### MATERIAL FOR THE TASK
[Start of section]
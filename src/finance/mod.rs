//! Multi-year financial appraisal: debt service, cash-flow projection,
//! and investment metrics.

pub mod appraiser;
pub mod loan;
pub mod types;

pub use appraiser::appraise;
pub use loan::{LoanSchedule, monthly_payment};
pub use types::{FinancialResult, YearCashFlow};
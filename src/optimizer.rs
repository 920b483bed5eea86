//! Grid search over solar capacity and battery duration, ranked by
//! payback period.

use crate::config::{FinancialParams, PriceSchedule, SearchConstraints, TechnicalParams};
use crate::finance::{FinancialResult, appraise};
use crate::hardware::{InverterModel, InverterSelection, select_inverters};
use crate::series::{TimeSeriesPoint, sane};
use crate::sim::{DispatchStrategy, SystemDesign, simulate};

/// Battery capacity granted per search hour, as a fraction of solar kWp.
const BESS_KWH_PER_KWP_HOUR: f64 = 0.25;

/// One evaluated design candidate.
///
/// Per-step simulation detail is discarded to keep the candidate list
/// small; re-run [`simulate`] on the winning design when step traces are
/// needed.
#[derive(Debug, Clone)]
pub struct CandidateResult {
    /// Solar capacity (kWp).
    pub solar_kwp: f64,
    /// Battery capacity (kWh).
    pub bess_kwh: f64,
    /// Battery power rating (kW).
    pub bess_kw: f64,
    /// Estimated total installed cost.
    pub capex: f64,
    /// Inverter fleet chosen for this capacity.
    pub inverters: InverterSelection,
    /// Financial appraisal of the candidate.
    pub financials: FinancialResult,
}

/// Result of a full grid search.
#[derive(Debug, Clone)]
pub struct OptimizationOutcome {
    /// The candidate with the shortest payback.
    pub best: CandidateResult,
    /// All evaluated candidates, sorted by ascending payback.
    pub all: Vec<CandidateResult>,
}

/// Searches solar capacities and battery durations for the design with
/// the shortest payback.
///
/// The solar range is derived from the observed peak load: 20% to 150%
/// of it, rounded to tens, clamped to `search.max_kwp`, stepped by
/// `search.step_kwp`. A `search.fixed_kwp` collapses the range to that
/// single capacity; `tech.no_bess` restricts the battery axis to zero.
/// Candidates are dispatched with the TOU peak-shaving strategy and the
/// selected inverter fleet's AC rating as the clipping ceiling.
///
/// Returns `None` when the series is empty or yields no candidates.
pub fn optimize(
    series: &[TimeSeriesPoint],
    catalog: &[InverterModel],
    prices: &PriceSchedule,
    fin: &FinancialParams,
    tech: &TechnicalParams,
    search: &SearchConstraints,
) -> Option<OptimizationOutcome> {
    if series.is_empty() {
        return None;
    }
    let peak_load = series
        .iter()
        .map(|p| sane(p.load_kw, 0.0))
        .fold(0.0, f64::max);

    let capacities: Vec<f64> = match search.fixed_kwp {
        Some(kwp) => vec![kwp],
        None => {
            let start = ((peak_load * 0.2 / 10.0).round() * 10.0).max(10.0);
            let end = ((peak_load * 1.5 / 10.0).round() * 10.0).min(search.max_kwp);
            let mut caps = Vec::new();
            let mut kwp = start;
            while kwp <= end + 1e-9 {
                caps.push(kwp);
                kwp += search.step_kwp;
            }
            caps
        }
    };
    let bess_hours: &[f64] = if tech.no_bess {
        &[0.0]
    } else {
        &search.bess_hours
    };

    let mut all = Vec::with_capacity(capacities.len() * bess_hours.len());
    for &kwp in &capacities {
        let selection = select_inverters(kwp, catalog, tech.dc_ac_ratio);
        let candidate_tech = TechnicalParams {
            inverter_max_ac_kw: selection.total_ac_kw,
            ..tech.clone()
        };
        for &hours in bess_hours {
            let bess_kwh = (kwp * hours * BESS_KWH_PER_KWP_HOUR).round();
            let bess_kw = (bess_kwh / 2.0).round();
            let design = SystemDesign::with_battery(
                kwp,
                bess_kwh,
                bess_kw,
                DispatchStrategy::PeakShavingTou,
            );

            let mut sim = simulate(series, &design, &candidate_tech);
            sim.steps.clear();

            let battery_capex = bess_kwh * fin.bess_price_per_kwh;
            let capex = kwp * fin.solar_price_per_kwp + battery_capex;
            let financials = appraise(capex, battery_capex, &sim, prices, fin);

            all.push(CandidateResult {
                solar_kwp: kwp,
                bess_kwh,
                bess_kw,
                capex,
                inverters: selection.clone(),
                financials,
            });
        }
    }

    all.sort_by(|a, b| {
        a.financials
            .payback_years
            .total_cmp(&b.financials.payback_years)
    });
    let best = all.first()?.clone();
    Some(OptimizationOutcome { best, all })
}
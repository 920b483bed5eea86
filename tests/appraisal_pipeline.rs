//! Simulation-to-appraisal pipeline checks.

use chrono::NaiveDate;
use pv_sizer::config::{AppConfig, LossFactors};
use pv_sizer::finance::appraise;
use pv_sizer::io::write_cash_flow_csv;
use pv_sizer::series::TimeSeriesPoint;
use pv_sizer::sim::{SystemDesign, simulate};

/// A week of hourly data with a midday solar bell.
fn week(load_kw: f64) -> Vec<TimeSeriesPoint> {
    let mut series = Vec::new();
    for day in 1..=7 {
        for h in 0..24 {
            let ts = NaiveDate::from_ymd_opt(2024, 1, day).and_then(|d| d.and_hms_opt(h, 0, 0));
            let solar_unit = if (6..18).contains(&h) {
                (std::f64::consts::PI * (h as f64 - 6.0) / 12.0).sin()
            } else {
                0.0
            };
            series.push(TimeSeriesPoint::new(ts, load_kw, solar_unit));
        }
    }
    series
}

#[test]
fn appraisal_follows_simulated_revenue() {
    let mut config = AppConfig::default();
    config.technical.losses = LossFactors::none();
    let series = week(200.0);
    let design = SystemDesign::solar_only(250.0);
    let sim = simulate(&series, &design, &config.technical);

    let capex = 250.0 * config.financial.solar_price_per_kwp;
    let result = appraise(capex, 0.0, &sim, &config.prices, &config.financial);

    let expected_revenue = sim.used_by_band.peak * config.prices.peak
        + sim.used_by_band.normal * config.prices.normal
        + sim.used_by_band.off_peak * config.prices.off_peak;
    assert!((result.first_year_revenue - expected_revenue).abs() < 1e-6);
    assert_eq!(
        result.cash_flows.len(),
        config.financial.years as usize + 1
    );
    assert!((result.cash_flows[0].accumulated + capex).abs() < 1e-6);
}

#[test]
fn accumulated_flows_are_cumulative() {
    let config = AppConfig::default();
    let series = week(150.0);
    let design = SystemDesign::solar_only(180.0);
    let sim = simulate(&series, &design, &config.technical);
    let capex = 180.0 * config.financial.solar_price_per_kwp;
    let result = appraise(capex, 0.0, &sim, &config.prices, &config.financial);

    let mut running = 0.0;
    for row in &result.cash_flows {
        running += row.net;
        assert!((row.accumulated - running).abs() < 1e-6, "year {}", row.year);
    }
}

#[test]
fn cash_flow_table_exports_cleanly() {
    let config = AppConfig::default();
    let series = week(150.0);
    let design = SystemDesign::solar_only(180.0);
    let sim = simulate(&series, &design, &config.technical);
    let result = appraise(
        2_160_000_000.0,
        0.0,
        &sim,
        &config.prices,
        &config.financial,
    );

    let mut buf = Vec::new();
    write_cash_flow_csv(&result.cash_flows, &mut buf).ok();
    let text = String::from_utf8(buf).unwrap_or_default();
    // header + year 0 + 20 project years
    assert_eq!(text.lines().count(), 22);
    assert!(text.lines().next().unwrap_or("").starts_with("year,revenue"));
}

#[test]
fn more_solar_never_reduces_first_year_revenue() {
    let mut config = AppConfig::default();
    config.technical.losses = LossFactors::none();
    let series = week(300.0);

    let mut previous = 0.0;
    for kwp in [100.0, 200.0, 300.0] {
        let sim = simulate(&series, &SystemDesign::solar_only(kwp), &config.technical);
        let result = appraise(
            kwp * config.financial.solar_price_per_kwp,
            0.0,
            &sim,
            &config.prices,
            &config.financial,
        );
        assert!(result.first_year_revenue >= previous);
        previous = result.first_year_revenue;
    }
}
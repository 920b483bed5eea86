//! Sizing tool entry point — CLI wiring for simulation, optimization,
//! and capacity advice.

use std::path::Path;
use std::process;

use pv_sizer::advisor::suggest_safe_capacity;
use pv_sizer::config::AppConfig;
use pv_sizer::finance::appraise;
use pv_sizer::hardware::{INVERTER_CATALOG, select_inverters};
use pv_sizer::io::export::{export_cash_flow_csv, export_steps_csv};
use pv_sizer::io::import::read_series_file;
use pv_sizer::optimizer::optimize;
use pv_sizer::series::TimeSeriesPoint;
use pv_sizer::sim::{DispatchStrategy, SystemDesign, simulate};

/// Parsed CLI arguments.
struct CliArgs {
    series_path: Option<String>,
    config_path: Option<String>,
    demo: bool,
    suggest: bool,
    kwp: Option<f64>,
    bess_kwh: f64,
    bess_kw: f64,
    tou: bool,
    grid_charge: bool,
    steps_out: Option<String>,
    cashflow_out: Option<String>,
}

fn print_help() {
    eprintln!("pv-sizer — Commercial solar + storage sizing and appraisal tool");
    eprintln!();
    eprintln!("Usage: pv-sizer [OPTIONS]");
    eprintln!();
    eprintln!("Options:");
    eprintln!("  --series <path>       Load/irradiance time series CSV");
    eprintln!("  --demo                Use a built-in synthetic year instead of a CSV");
    eprintln!("  --config <path>       Load parameters from TOML config file");
    eprintln!("  --suggest             Print the safe zero-export capacity and exit");
    eprintln!("  --kwp <f64>           Evaluate a single design instead of searching");
    eprintln!("  --bess-kwh <f64>      Battery capacity for the single design (default 0)");
    eprintln!("  --bess-kw <f64>       Battery power for the single design (default kwh/2)");
    eprintln!("  --tou                 Use TOU peak shaving instead of self-consumption");
    eprintln!("  --grid-charge         Allow off-peak grid charging of the battery");
    eprintln!("  --steps-out <path>    Export the per-step dispatch trace to CSV");
    eprintln!("  --cashflow-out <path> Export the cash-flow table to CSV");
    eprintln!("  --help                Show this help message");
    eprintln!();
    eprintln!("Without --suggest or --kwp, a full design search is run.");
}

fn take_value(args: &[String], i: &mut usize, flag: &str) -> String {
    *i += 1;
    if *i >= args.len() {
        eprintln!("error: {flag} requires an argument");
        process::exit(1);
    }
    args[*i].clone()
}

fn take_f64(args: &[String], i: &mut usize, flag: &str) -> f64 {
    let raw = take_value(args, i, flag);
    match raw.parse::<f64>() {
        Ok(v) => v,
        Err(_) => {
            eprintln!("error: {flag} value \"{raw}\" is not a valid number");
            process::exit(1);
        }
    }
}

fn parse_args() -> CliArgs {
    let args: Vec<String> = std::env::args().collect();
    let mut cli = CliArgs {
        series_path: None,
        config_path: None,
        demo: false,
        suggest: false,
        kwp: None,
        bess_kwh: 0.0,
        bess_kw: 0.0,
        tou: false,
        grid_charge: false,
        steps_out: None,
        cashflow_out: None,
    };

    let mut i = 1;
    while i < args.len() {
        match args[i].as_str() {
            "--help" | "-h" => {
                print_help();
                process::exit(0);
            }
            "--series" => cli.series_path = Some(take_value(&args, &mut i, "--series")),
            "--config" => cli.config_path = Some(take_value(&args, &mut i, "--config")),
            "--demo" => cli.demo = true,
            "--suggest" => cli.suggest = true,
            "--kwp" => cli.kwp = Some(take_f64(&args, &mut i, "--kwp")),
            "--bess-kwh" => cli.bess_kwh = take_f64(&args, &mut i, "--bess-kwh"),
            "--bess-kw" => cli.bess_kw = take_f64(&args, &mut i, "--bess-kw"),
            "--tou" => cli.tou = true,
            "--grid-charge" => cli.grid_charge = true,
            "--steps-out" => cli.steps_out = Some(take_value(&args, &mut i, "--steps-out")),
            "--cashflow-out" => {
                cli.cashflow_out = Some(take_value(&args, &mut i, "--cashflow-out"));
            }
            other => {
                eprintln!("error: unknown argument \"{other}\"");
                print_help();
                process::exit(1);
            }
        }
        i += 1;
    }

    cli
}

/// Builds a deterministic synthetic year: hourly points with a weekday
/// factory load shape and a clear-sky bell modulated by season.
fn demo_series() -> Vec<TimeSeriesPoint> {
    use chrono::{Datelike, NaiveDate};

    let mut series = Vec::with_capacity(365 * 24);
    let mut date = match NaiveDate::from_ymd_opt(2024, 1, 1) {
        Some(d) => d,
        None => return series,
    };
    for day in 0..365 {
        let season = 0.85 + 0.15 * (2.0 * std::f64::consts::PI * (day as f64 - 170.0) / 365.0).cos();
        let weekday = date.weekday().number_from_monday() <= 6;
        for h in 0..24 {
            let working = weekday && (7..19).contains(&h);
            let load_kw = if working { 420.0 } else { 180.0 };
            let solar_unit = if (6..18).contains(&h) {
                season * (std::f64::consts::PI * (h as f64 - 6.0) / 12.0).sin()
            } else {
                0.0
            };
            series.push(TimeSeriesPoint::new(
                date.and_hms_opt(h, 0, 0),
                load_kw,
                solar_unit,
            ));
        }
        date = match date.succ_opt() {
            Some(d) => d,
            None => break,
        };
    }
    series
}

fn main() {
    let cli = parse_args();

    let config = if let Some(ref path) = cli.config_path {
        match AppConfig::from_toml_file(Path::new(path)) {
            Ok(cfg) => cfg,
            Err(e) => {
                eprintln!("{e}");
                process::exit(1);
            }
        }
    } else {
        AppConfig::default()
    };

    let errors = config.validate();
    if !errors.is_empty() {
        for e in &errors {
            eprintln!("{e}");
        }
        process::exit(1);
    }

    let series = if cli.demo {
        demo_series()
    } else if let Some(ref path) = cli.series_path {
        match read_series_file(Path::new(path)) {
            Ok(series) => series,
            Err(e) => {
                eprintln!("{e}");
                process::exit(1);
            }
        }
    } else {
        eprintln!("error: either --series <path> or --demo is required");
        process::exit(1);
    };
    if series.is_empty() {
        eprintln!("error: the input series contains no rows");
        process::exit(1);
    }

    if cli.suggest {
        match suggest_safe_capacity(&series, &config.technical.losses) {
            Some(kwp) => println!("Safe zero-export capacity: {kwp:.0} kWp"),
            None => {
                eprintln!("error: the series has no usable timestamped load data");
                process::exit(1);
            }
        }
        return;
    }

    if let Some(kwp) = cli.kwp {
        run_single_design(kwp, &cli, &config, &series);
        return;
    }

    run_search(&cli, &config, &series);
}

fn run_single_design(kwp: f64, cli: &CliArgs, config: &AppConfig, series: &[TimeSeriesPoint]) {
    let strategy = if cli.tou {
        DispatchStrategy::PeakShavingTou
    } else {
        DispatchStrategy::SelfConsumption
    };
    let bess_kw = if cli.bess_kw > 0.0 {
        cli.bess_kw
    } else {
        cli.bess_kwh / 2.0
    };
    let mut design = SystemDesign::with_battery(kwp, cli.bess_kwh, bess_kw, strategy);
    design.grid_charge_enabled = cli.grid_charge;

    let selection = select_inverters(kwp, INVERTER_CATALOG, config.technical.dc_ac_ratio);
    let mut tech = config.technical.clone();
    tech.inverter_max_ac_kw = tech.inverter_max_ac_kw.min(selection.total_ac_kw);

    let sim = simulate(series, &design, &tech);
    let battery_capex = cli.bess_kwh * config.financial.bess_price_per_kwh;
    let capex = kwp * config.financial.solar_price_per_kwp + battery_capex;
    let financials = appraise(capex, battery_capex, &sim, &config.prices, &config.financial);

    println!("Design: {kwp:.0} kWp / {:.0} kWh / {bess_kw:.0} kW", cli.bess_kwh);
    for unit in &selection.units {
        println!("  {}x {}", unit.count, unit.model.name);
    }
    println!("Capex: {capex:.0}");
    println!();
    println!("{sim}");
    println!();
    println!("{financials}");

    export_outputs(cli, &sim.steps, &financials.cash_flows);
}

fn run_search(cli: &CliArgs, config: &AppConfig, series: &[TimeSeriesPoint]) {
    let outcome = optimize(
        series,
        INVERTER_CATALOG,
        &config.prices,
        &config.financial,
        &config.technical,
        &config.search,
    );
    let Some(outcome) = outcome else {
        eprintln!("error: no design candidates could be evaluated");
        process::exit(1);
    };

    let best = &outcome.best;
    println!(
        "Best design: {:.0} kWp / {:.0} kWh / {:.0} kW (capex {:.0})",
        best.solar_kwp, best.bess_kwh, best.bess_kw, best.capex
    );
    for unit in &best.inverters.units {
        println!("  {}x {}", unit.count, unit.model.name);
    }
    println!();
    println!("{}", best.financials);
    println!();
    println!("Top candidates of {} evaluated:", outcome.all.len());
    println!("  {:>8}  {:>9}  {:>8}  {:>10}", "kWp", "kWh", "payback", "npv");
    for c in outcome.all.iter().take(10) {
        println!(
            "  {:>8.0}  {:>9.0}  {:>8.1}  {:>10.0}",
            c.solar_kwp, c.bess_kwh, c.financials.payback_years, c.financials.npv
        );
    }

    // candidates carry no step traces, rerun the winner when one is asked for
    let steps = cli.steps_out.as_ref().map(|_| {
        let mut design = SystemDesign::with_battery(
            best.solar_kwp,
            best.bess_kwh,
            best.bess_kw,
            DispatchStrategy::PeakShavingTou,
        );
        design.grid_charge_enabled = false;
        let mut tech = config.technical.clone();
        tech.inverter_max_ac_kw = best.inverters.total_ac_kw;
        simulate(series, &design, &tech).steps
    });
    export_outputs(
        cli,
        steps.as_deref().unwrap_or(&[]),
        &best.financials.cash_flows,
    );
}

fn export_outputs(
    cli: &CliArgs,
    steps: &[pv_sizer::sim::StepSnapshot],
    cash_flows: &[pv_sizer::finance::YearCashFlow],
) {
    if let Some(ref path) = cli.steps_out {
        if let Err(e) = export_steps_csv(steps, Path::new(path)) {
            eprintln!("error: failed to write step trace: {e}");
            process::exit(1);
        }
        eprintln!("Step trace written to {path}");
    }
    if let Some(ref path) = cli.cashflow_out {
        if let Err(e) = export_cash_flow_csv(cash_flows, Path::new(path)) {
            eprintln!("error: failed to write cash-flow table: {e}");
            process::exit(1);
        }
        eprintln!("Cash-flow table written to {path}");
    }
}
[End of section]
### WORK REQUIRED
Please reproduce the lines from the line with "let mut date" to the line with "let season = 0.85", both ends included, exactly as they appear above.

### RESPONSE FOR THIS EXERCISE
    let mut date = match NaiveDate::from_ymd_opt(2024, 1, 1) {
        Some(d) => d,
        None => return series,
    };
    for day in 0..365 {
        let season = 0.85 + 0.15 * (2.0 * std::f64::consts::PI * (day as f64 - 170.0) / 365.0).cos();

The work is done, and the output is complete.